In this Jewish settlement on Sunday, sobbing girls linked arms and quietly sang at a vigil for two teenagers blown up by a suicide bomber. But the adults of this West Bank outpost were overcome by anger - much of it directed against Sharon, who they say has failed to live up to his 50-year legacy of crushing Israel’s Arab enemies.

“As of right now, what I see from the results is that this man has failed,” said Bob Duchanov, a builder from New York who has lived in Karnei Shomron for 17 years. “There is no security in the country.” As if on cue, three hours later came another suicide bombing which, though thwarted, deepened a feeling of unease amid a spate of attacks that have killed seven Israelis since Thursday night.

In Ma’ariv’s weekend opinion polls, some 49 per cent of Israelis agreed, saying the “national leadership has lost control of the security situation”. However, 44 per cent disagreed, reflecting what the paper’s political analyst, Hemi Shalev, called “steadily growing confusion” as Sharon fails to deliver a political or a military solution to 17 months of bloodshed.

The attacks suggest new levels of sophistication by Palestinian fighters, targeting soldiers and Jewish settlements - which are considered illegal under international law - rather than civilians in Israeli cities in an apparent attempt to mute international criticism. Palestinian fighters magnified doubts about Sharon’s strategy for dealing with the uprising, which includes assassinations, tank invasions of the West Bank and Gaza, and the bombing of Palestinian security installations by F-16 warplanes.

Israeli helicopters fired missiles on security installations in the West Bank city of Nablus early on Sunday, and tanks roared into the Al Buriej refugee camp in Gaza on Saturday, killing three Palestinian police. In the West Bank city of Jenin, a Hamas commander was blown up by a car bomb.

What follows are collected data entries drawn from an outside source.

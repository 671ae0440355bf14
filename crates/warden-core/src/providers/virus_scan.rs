//! Website virus scan for URLs.
//!
//! Posts the URL to a Cloudmersive-style `virus/scan/website` endpoint, which
//! fetches the page and scans it.

use async_trait::async_trait;
use serde::Deserialize;
use serde_json::json;

use super::send_for_json;
use crate::classifier::{
    ArtifactKind, ClassificationProvider, ClassificationRequest, ClassificationResult, RiskLevel,
};
use crate::config::ProviderEndpoint;
use crate::error::ProviderError;

const PROVIDER_NAME: &str = "virus-scan-url";

#[derive(Debug, Deserialize)]
#[serde(rename_all = "PascalCase")]
struct ScanResponse {
    clean_result: Option<bool>,
    found_viruses: Option<Vec<FoundVirus>>,
}

#[derive(Debug, Deserialize)]
#[serde(rename_all = "PascalCase")]
struct FoundVirus {
    file_name: Option<String>,
    virus_name: Option<String>,
}

/// URL adapter for the website virus scan.
pub struct VirusScanProvider {
    http: reqwest::Client,
    endpoint: ProviderEndpoint,
}

impl VirusScanProvider {
    pub fn new(http: reqwest::Client, endpoint: ProviderEndpoint) -> Self {
        Self { http, endpoint }
    }

    fn interpret(response: ScanResponse) -> ClassificationResult {
        let viruses: Vec<String> = response
            .found_viruses
            .unwrap_or_default()
            .into_iter()
            .map(|v| {
                v.virus_name
                    .or(v.file_name)
                    .unwrap_or_else(|| "unknown".to_string())
            })
            .collect();

        if response.clean_result == Some(false) || !viruses.is_empty() {
            return ClassificationResult::from_provider(
                PROVIDER_NAME,
                RiskLevel::High,
                0.95,
                json!({
                    "reason": "threats found",
                    "viruses": viruses,
                }),
            );
        }

        match response.clean_result {
            Some(true) => ClassificationResult::from_provider(
                PROVIDER_NAME,
                ArtifactKind::Url.safe_floor(),
                0.90,
                json!({
                    "reason": "no threats found",
                    "clean": true,
                }),
            ),
            _ => ClassificationResult::from_provider(
                PROVIDER_NAME,
                RiskLevel::Medium,
                0.70,
                json!({
                    "reason": "inconclusive",
                    "clean": null,
                }),
            ),
        }
    }
}

#[async_trait]
impl ClassificationProvider for VirusScanProvider {
    fn name(&self) -> &'static str {
        PROVIDER_NAME
    }

    fn accepts(&self, request: &ClassificationRequest) -> bool {
        matches!(request, ClassificationRequest::Url { .. })
    }

    async fn classify(
        &self,
        request: &ClassificationRequest,
    ) -> Result<ClassificationResult, ProviderError> {
        let ClassificationRequest::Url { value } = request else {
            return Err(ProviderError::unconfigured(
                PROVIDER_NAME,
                "only URL requests are supported",
            ));
        };
        let api_key = self
            .endpoint
            .api_key()
            .ok_or_else(|| ProviderError::unconfigured(PROVIDER_NAME, "no API key configured"))?;

        let request = self
            .http
            .post(self.endpoint.url("virus/scan/website"))
            .header("Apikey", api_key)
            .timeout(self.endpoint.timeout())
            .json(&json!({ "Url": value }));

        let response: ScanResponse = send_for_json(PROVIDER_NAME, request).await?;
        Ok(Self::interpret(response))
    }
}
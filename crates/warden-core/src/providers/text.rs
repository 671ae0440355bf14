//! LLM-backed spam/scam classifier for free text.

use async_trait::async_trait;
use regex::{Regex, RegexBuilder};
use serde_json::json;

use super::llm::ChatClient;
use crate::classifier::{
    ArtifactKind, ClassificationProvider, ClassificationRequest, ClassificationResult, RiskLevel,
};
use crate::config::ProviderEndpoint;
use crate::error::ProviderError;

const PROVIDER_NAME: &str = "llm-text";

const SYSTEM_PROMPT: &str = "You are a fraud and spam detection assistant. \
You review messages that users received and judge whether they are spam, a scam, or safe.";

/// Scores at or above this are `High` risk.
const HIGH_SCORE: u64 = 71;
/// Scores at or above this (and below `HIGH_SCORE`) are `Low` risk.
const SPAM_SCORE: u64 = 31;

/// Parses the free-text answer of the text classifier.
///
/// The model is asked for `Classification: <Spam|Scam|Safe>` and
/// `Score: <0-100>`; either may be missing or embedded in prose.
#[derive(Debug, Clone)]
pub struct TextVerdictParser {
    classification: Regex,
    score: Regex,
    score_fallback: Regex,
}

impl TextVerdictParser {
    pub fn new() -> Self {
        let build = |pattern: &str| {
            RegexBuilder::new(pattern)
                .case_insensitive(true)
                .build()
                .expect("built-in verdict patterns are valid")
        };

        Self {
            classification: build(r"classification:\s*(spam|scam|safe)"),
            score: build(r"score:\s*(\d+)"),
            score_fallback: build(r"(\d+)\s*(?:/100|%)"),
        }
    }

    fn label(&self, text: &str) -> Option<String> {
        self.classification
            .captures(text)
            .map(|c| c[1].to_ascii_lowercase())
    }

    fn score(&self, text: &str) -> Option<u64> {
        self.score
            .captures(text)
            .or_else(|| self.score_fallback.captures(text))
            .and_then(|c| c[1].parse().ok())
    }

    /// Turns the model's answer into a canonical result.
    ///
    /// Scam wording or a score of 71+ is `High`; spam wording or 31..=70 is
    /// `Low`; everything else is the text safe floor. An answer with no
    /// label, score, or spam/scam wording is unparseable rather than safe.
    pub fn parse(&self, provider: &str, text: &str) -> Result<ClassificationResult, ProviderError> {
        let lower = text.to_lowercase();
        let label = self.label(text);
        let score = self.score(text);
        let mentions_scam = lower.contains("scam") || lower.contains("fraud");
        let mentions_spam = lower.contains("spam");

        if label.is_none() && score.is_none() && !mentions_scam && !mentions_spam {
            return Err(ProviderError::unparseable(
                provider,
                "answer has no classification or score",
            ));
        }

        let fraction = score.map(|s| s as f32 / 100.0);
        let (risk, confidence) = if label.as_deref() == Some("scam")
            || mentions_scam
            || score.is_some_and(|s| s >= HIGH_SCORE)
        {
            (RiskLevel::High, fraction.unwrap_or(0.85).clamp(0.85, 0.99))
        } else if label.as_deref() == Some("spam")
            || mentions_spam
            || score.is_some_and(|s| (SPAM_SCORE..HIGH_SCORE).contains(&s))
        {
            // "Spam" is reported as Low: text has no Medium tier.
            (RiskLevel::Low, fraction.unwrap_or(0.70).clamp(0.70, 0.95))
        } else {
            (
                ArtifactKind::Text.safe_floor(),
                fraction.map_or(0.85, |f| 1.0 - f).clamp(0.85, 0.99),
            )
        };

        Ok(ClassificationResult::from_provider(
            provider,
            risk,
            confidence,
            json!({
                "classification": label,
                "score": score,
                "response": text,
            }),
        ))
    }
}

impl Default for TextVerdictParser {
    fn default() -> Self {
        Self::new()
    }
}

/// Text adapter backed by an OpenAI-compatible chat model.
pub struct LlmTextProvider {
    client: ChatClient,
    parser: TextVerdictParser,
}

impl LlmTextProvider {
    pub fn new(http: reqwest::Client, endpoint: ProviderEndpoint) -> Self {
        Self {
            client: ChatClient::new(PROVIDER_NAME, http, endpoint),
            parser: TextVerdictParser::new(),
        }
    }

    fn prompt(text: &str) -> String {
        format!(
            "Classify the following message as Spam, Scam, or Safe and rate how likely it is \
to be harmful on a scale from 0 (certainly safe) to 100 (certainly harmful).\n\
Answer exactly in this format:\n\
Classification: <Spam|Scam|Safe>\n\
Score: <0-100>\n\
Reason: <one sentence>\n\n\
Message:\n\"\"\"\n{text}\n\"\"\""
        )
    }
}

#[async_trait]
impl ClassificationProvider for LlmTextProvider {
    fn name(&self) -> &'static str {
        PROVIDER_NAME
    }

    fn accepts(&self, request: &ClassificationRequest) -> bool {
        matches!(request, ClassificationRequest::Text { .. })
    }

    async fn classify(
        &self,
        request: &ClassificationRequest,
    ) -> Result<ClassificationResult, ProviderError> {
        let ClassificationRequest::Text { content } = request else {
            return Err(ProviderError::unconfigured(
                PROVIDER_NAME,
                "only text requests are supported",
            ));
        };

        let answer = self.client.complete(SYSTEM_PROMPT, &Self::prompt(content)).await?;
        self.parser.parse(PROVIDER_NAME, &answer)
    }
}

#[cfg(test)]
mod tests {
    use super::*;
    use crate::error::ProviderErrorKind;
    use crate::providers::llm::tests::completion;
    use wiremock::matchers::{method, path};
    use wiremock::{Mock, MockServer, ResponseTemplate};

    fn parse(text: &str) -> Result<ClassificationResult, ProviderError> {
        TextVerdictParser::new().parse(PROVIDER_NAME, text)
    }

    #[test]
    fn safe_answer_is_no_risk() {
        let result = parse("Classification: Safe\nScore: 12\nReason: ordinary greeting").unwrap();
        assert_eq!(result.risk, RiskLevel::None);
        assert!((0.85..=0.99).contains(&result.confidence));
        assert!((result.confidence - 0.88).abs() < 1e-6);
    }

    #[test]
    fn scam_label_is_high() {
        let result = parse("Classification: Scam\nScore: 40").unwrap();
        assert_eq!(result.risk, RiskLevel::High);
        assert_eq!(result.confidence, 0.85);
    }

    #[test]
    fn fraud_wording_is_high() {
        let result = parse("Score: 20. This looks like advance-fee fraud.").unwrap();
        assert_eq!(result.risk, RiskLevel::High);
    }

    #[test]
    fn high_score_is_high() {
        let result = parse("Classification: Safe\nScore: 90").unwrap();
        assert_eq!(result.risk, RiskLevel::High);
        assert!((result.confidence - 0.90).abs() < 1e-6);
    }

    #[test]
    fn out_of_range_score_clamps_to_ceiling() {
        let result = parse("Score: 150").unwrap();
        assert_eq!(result.risk, RiskLevel::High);
        assert_eq!(result.confidence, 0.99);
    }

    #[test]
    fn spam_label_is_low() {
        let result = parse("Classification: Spam\nScore: 55").unwrap();
        assert_eq!(result.risk, RiskLevel::Low);
        assert!((result.confidence - 0.70).abs() < 1e-6);
    }

    #[test]
    fn mid_range_score_without_label_is_low() {
        let result = parse("I'd put this at 45/100.").unwrap();
        assert_eq!(result.risk, RiskLevel::Low);
        assert_eq!(result.detail["score"], json!(45));
    }

    #[test]
    fn score_boundaries() {
        assert_eq!(parse("Score: 30").unwrap().risk, RiskLevel::None);
        assert_eq!(parse("Score: 31").unwrap().risk, RiskLevel::Low);
        assert_eq!(parse("Score: 70").unwrap().risk, RiskLevel::Low);
        assert_eq!(parse("Score: 71").unwrap().risk, RiskLevel::High);
    }

    #[test]
    fn case_insensitive_label() {
        let result = parse("CLASSIFICATION: SAFE\nSCORE: 0").unwrap();
        assert_eq!(result.risk, RiskLevel::None);
        assert_eq!(result.confidence, 0.99);
        assert_eq!(result.detail["classification"], json!("safe"));
    }

    #[test]
    fn prose_without_verdict_is_unparseable() {
        let err = parse("I cannot help with that request.").unwrap_err();
        assert_eq!(err.kind, ProviderErrorKind::UnparseableResponse);
    }

    #[test]
    fn result_is_attributed_to_provider() {
        let result = parse("Classification: Safe\nScore: 1").unwrap();
        assert_eq!(
            result.source,
            crate::classifier::ResultSource::provider(PROVIDER_NAME)
        );
    }

    #[tokio::test]
    async fn classifies_through_chat_endpoint() {
        let server = MockServer::start().await;
        Mock::given(method("POST"))
            .and(path("/chat/completions"))
            .respond_with(
                ResponseTemplate::new(200)
                    .set_body_json(completion("Classification: Scam\nScore: 97\nReason: prize bait")),
            )
            .expect(1)
            .mount(&server)
            .await;

        let provider = LlmTextProvider::new(
            reqwest::Client::new(),
            ProviderEndpoint::new(server.uri(), 5).with_api_key("sk-test"),
        );
        let result = provider
            .classify(&ClassificationRequest::text("You have won!"))
            .await
            .unwrap();
        assert_eq!(result.risk, RiskLevel::High);
        assert!((result.confidence - 0.97).abs() < 1e-6);
    }

    #[test]
    fn accepts_only_text() {
        let provider = LlmTextProvider::new(
            reqwest::Client::new(),
            ProviderEndpoint::new("http://127.0.0.1:9", 5),
        );
        assert!(provider.accepts(&ClassificationRequest::text("hi")));
        assert!(!provider.accepts(&ClassificationRequest::url("http://x")));
    }
}
use ndarray::{Array1, Array2, ArrayBase, Axis, Data, Ix3};

/// Select the restart candidate with the maximum acquisition value.
///
/// Restarts with a non-finite value are excluded from the pool (a restart that
/// diverged must not win nor abort its siblings). On exact ties the first
/// candidate in index order wins. Returns `None` when no restart is left.
pub fn find_best_candidate(
    batch: &ArrayBase<impl Data<Elem = f64>, Ix3>,
    values: &Array1<f64>,
) -> Option<(Array2<f64>, f64)> {
    let mut best: Option<(usize, f64)> = None;
    for (i, &v) in values.iter().enumerate() {
        if !v.is_finite() {
            continue;
        }
        match best {
            Some((_, best_v)) if v <= best_v => {}
            _ => best = Some((i, v)),
        }
    }
    best.map(|(i, v)| (batch.index_axis(Axis(0), i).to_owned(), v))
}
//! Acquisition optimization entry point.
use crate::criteria::AcqCriterion;
use crate::errors::{AcqError, Result};
use crate::initializer::init_start_candidates;
use crate::optimizers::{optimize_restarts_gradient, optimize_restarts_slsqp, GradientRule};
use crate::surrogate::PosteriorSurrogate;
use crate::types::{AcqObjData, AcqOptimizer, Bounds, OptimResult};
use crate::utils::find_best_candidate;
use ndarray_rand::rand::SeedableRng;
use rand_xoshiro::Xoshiro256Plus;
use serde::{Deserialize, Serialize};

/// Acquisition optimization configuration
#[derive(Clone, Debug, Serialize, Deserialize)]
pub struct AcqOptConfig {
    /// The optimizer used to refine the restart candidates
    pub(crate) optimizer: AcqOptimizer,
    /// Number of restarts of the multistart local search
    pub(crate) num_restarts: usize,
    /// Number of raw candidates scored to seed the restarts
    pub(crate) raw_samples: usize,
    /// Iteration budget of the gradient-ascent optimizers
    pub(crate) max_iters: usize,
    /// Step size of the gradient-ascent optimizers
    pub(crate) learning_rate: f64,
    /// A random generator seed used to get reproducible results
    pub(crate) seed: Option<u64>,
}

impl Default for AcqOptConfig {
    fn default() -> Self {
        AcqOptConfig {
            optimizer: AcqOptimizer::Slsqp,
            num_restarts: 20,
            raw_samples: 100,
            max_iters: 100,
            learning_rate: 0.02,
            seed: None,
        }
    }
}

impl AcqOptConfig {
    /// Sets the optimizer refining the restart candidates
    pub fn optimizer(mut self, optimizer: AcqOptimizer) -> Self {
        self.optimizer = optimizer;
        self
    }

    /// Sets the number of restarts of the multistart local search
    pub fn num_restarts(mut self, num_restarts: usize) -> Self {
        self.num_restarts = num_restarts;
        self
    }

    /// Sets the number of raw candidates scored to seed the restarts
    pub fn raw_samples(mut self, raw_samples: usize) -> Self {
        self.raw_samples = raw_samples;
        self
    }

    /// Sets the iteration budget of the gradient-ascent optimizers
    pub fn max_iters(mut self, max_iters: usize) -> Self {
        self.max_iters = max_iters;
        self
    }

    /// Sets the step size of the gradient-ascent optimizers
    pub fn learning_rate(mut self, learning_rate: f64) -> Self {
        self.learning_rate = learning_rate;
        self
    }

    /// Sets a random generator seed to get reproducible results
    pub fn seed(mut self, seed: u64) -> Self {
        self.seed = Some(seed);
        self
    }

    fn validate(&self, criterion: &dyn AcqCriterion) -> Result<()> {
        if self.num_restarts == 0 {
            return Err(AcqError::InvalidConfigError(
                "num_restarts must be positive".to_string(),
            ));
        }
        if self.raw_samples < self.num_restarts {
            return Err(AcqError::InvalidConfigError(format!(
                "raw_samples ({}) must be >= num_restarts ({})",
                self.raw_samples, self.num_restarts
            )));
        }
        match self.optimizer {
            AcqOptimizer::Slsqp => {
                if !criterion.is_deterministic() {
                    return Err(AcqError::OptimizerMisuseError(format!(
                        "{} resamples at every evaluation, its optimization with \
                         the SLSQP optimizer has undefined convergence behavior; \
                         use a gradient-ascent optimizer instead",
                        criterion.name()
                    )));
                }
            }
            AcqOptimizer::Adam | AcqOptimizer::Sga => {
                if self.max_iters == 0 {
                    return Err(AcqError::InvalidConfigError(
                        "max_iters must be positive".to_string(),
                    ));
                }
                if self.learning_rate <= 0. {
                    return Err(AcqError::InvalidConfigError(format!(
                        "learning_rate must be positive, got {}",
                        self.learning_rate
                    )));
                }
            }
        }
        Ok(())
    }
}

/// Find the candidate (a batch of q points) maximizing the acquisition
/// criterion within bounds.
///
/// The search seeds `num_restarts` starting candidates from `raw_samples`
/// scored raw draws, refines every restart with the configured optimizer and
/// returns the best refined candidate with its acquisition value. Restarts
/// that finish with a non-finite value are discarded without affecting their
/// siblings.
pub fn optimize_acquisition(
    criterion: &dyn AcqCriterion,
    model: &dyn PosteriorSurrogate,
    best_f: f64,
    bounds: &Bounds,
    config: &AcqOptConfig,
) -> Result<OptimResult> {
    if criterion.q() == 0 {
        return Err(AcqError::InvalidConfigError(
            "criterion batch size q must be >= 1".to_string(),
        ));
    }
    if bounds.dim() != model.dim() {
        return Err(AcqError::InvalidConfigError(format!(
            "bounds dimension {} does not match model dimension {}",
            bounds.dim(),
            model.dim()
        )));
    }
    if !best_f.is_finite() {
        return Err(AcqError::InvalidConfigError(format!(
            "best observed value must be finite, got {best_f}"
        )));
    }
    config.validate(criterion)?;

    let mut rng = match config.seed {
        Some(seed) => Xoshiro256Plus::seed_from_u64(seed),
        None => Xoshiro256Plus::from_entropy(),
    };

    log::info!(
        "Optimize acquisition criterion {} with {:?} ({} restarts)...",
        criterion.name(),
        config.optimizer,
        config.num_restarts
    );
    let (batch, scale_acq) = init_start_candidates(
        criterion,
        model,
        best_f,
        bounds,
        config.num_restarts,
        config.raw_samples,
        &mut rng,
    );
    let data = AcqObjData { best_f, scale_acq };

    let (refined, values) = match config.optimizer {
        AcqOptimizer::Slsqp => optimize_restarts_slsqp(criterion, model, &data, bounds, &batch),
        AcqOptimizer::Adam => optimize_restarts_gradient(
            criterion,
            model,
            &data,
            bounds,
            &batch,
            GradientRule::adam(),
            config.max_iters,
            config.learning_rate,
        ),
        AcqOptimizer::Sga => optimize_restarts_gradient(
            criterion,
            model,
            &data,
            bounds,
            &batch,
            GradientRule::Fixed,
            config.max_iters,
            config.learning_rate,
        ),
    };

    let (x_opt, value) = find_best_candidate(&refined, &values).ok_or_else(|| {
        AcqError::InvalidValueError("every restart finished with a non-finite value".to_string())
    })?;
    log::info!("Best candidate {} = {value:e} at x = {x_opt}", criterion.name());
    Ok(OptimResult { x_opt, value })
}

For the adults here, it was not enough. “After more than a year of this, we should have been able to see results,” said Yitzhak Shwartz, whose photography shop was gutted by the blast. “Sharon has no plan. The job of this government is to defend its citizens and it is not doing that. It doesn’t solve our problems to blow up empty buildings. It does not do anything.”

For many here, there was a disturbing synchronicity to events. As Keren Shatsky waited for her friends here, barely an hour’s drive away in Tel Aviv the Israeli left was mustering for a peace demonstration.—Dawn/The Guardian News Service.